### ACTION ITEM
Return only the tail of the data below, word for word: the line with "let handler = Arc::clone(&self.handler);" and each line after it through the final one.

Collected data:
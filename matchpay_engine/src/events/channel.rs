//! Simple stateless pub-sub event handler
//!
//! Components subscribe to engine events (a match created, a message sent, a payment settled) and react to them
//! without any access to engine internals; the event payload is all a handler gets. Handlers are async and each
//! event is dispatched on its own task, so a slow hook never stalls the flow that produced the event.
use std::{
    future::Future,
    pin::Pin,
    sync::{
        atomic::{AtomicI64, Ordering},
        Arc,
    },
};

use log::*;
use tokio::sync::mpsc;

pub type Handler<E> = Arc<dyn Fn(E) -> Pin<Box<dyn Future<Output = ()> + Send>> + Send + Sync>;

pub struct EventHandler<E: Send + Sync + 'static> {
    listener: mpsc::Receiver<E>,
    sender: mpsc::Sender<E>,
    handler: Handler<E>,
}

impl<E: Send + Sync + 'static> EventHandler<E> {
    pub fn new(buffer_size: usize, handler: Handler<E>) -> Self {
        let (sender, listener) = mpsc::channel(buffer_size);
        Self { listener, sender, handler }
    }

    pub fn subscribe(&self) -> EventProducer<E> {
        EventProducer::new(self.sender.clone())
    }

    /// Runs the dispatch loop until every producer has been dropped, then waits for in-flight handler tasks to
    /// drain before returning.
    pub async fn start_handler(mut self) {
        debug!("📬️ Starting event handler");
        // The internal sender must go, otherwise the loop below never observes channel closure
        drop(self.sender);
        let in_flight = Arc::new(AtomicI64::new(0));
        while let Some(event) = self.listener.recv().await {
            trace!("📬️ Dispatching event");
            let handler = Arc::clone(&self.handler);
            let counter = Arc::clone(&in_flight);
            counter.fetch_add(1, Ordering::SeqCst);
            tokio::spawn(async move {
                (handler)(event).await;
                counter.fetch_sub(1, Ordering::SeqCst);
                trace!("📬️ Event handled");
            });
        }
        while in_flight.load(Ordering::SeqCst) > 0 {
            debug!("📬️ Waiting for {} handler task(s) to complete", in_flight.load(Ordering::SeqCst));
            tokio::time::sleep(tokio::time::Duration::from_millis(250)).await;
        }
        debug!("📬️ Event handler has shut down");
    }
}

#[derive(Clone)]
pub struct EventProducer<E: Send + Sync> {
    sender: mpsc::Sender<E>,
}

impl<E: Send + Sync> EventProducer<E> {
    pub fn new(sender: mpsc::Sender<E>) -> Self {
        Self { sender }
    }

    pub async fn publish_event(&self, event: E) {
        if let Err(e) = self.sender.send(event).await {
            error!("📬️ Failed to send event: {e}");
        }
    }
}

### EXERCISE OUTPUT
            let handler = Arc::clone(&self.handler);
            let counter = Arc::clone(&in_flight);
            counter.fetch_add(1, Ordering::SeqCst);
            tokio::spawn(async move {
                (handler)(event).await;
                counter.fetch_sub(1, Ordering::SeqCst);
                trace!("📬️ Event handled");
            });
        }
        while in_flight.load(Ordering::SeqCst) > 0 {
            debug!("📬️ Waiting for {} handler task(s) to complete", in_flight.load(Ordering::SeqCst));
            tokio::time::sleep(tokio::time::Duration::from_millis(250)).await;
        }
        debug!("📬️ Event handler has shut down");
    }
}

#[derive(Clone)]
pub struct EventProducer<E: Send + Sync> {
    sender: mpsc::Sender<E>,
}

impl<E: Send + Sync> EventProducer<E> {
    pub fn new(sender: mpsc::Sender<E>) -> Self {
        Self { sender }
    }

    pub async fn publish_event(&self, event: E) {
        if let Err(e) = self.sender.send(event).await {
            error!("📬️ Failed to send event: {e}");
        }
    }
}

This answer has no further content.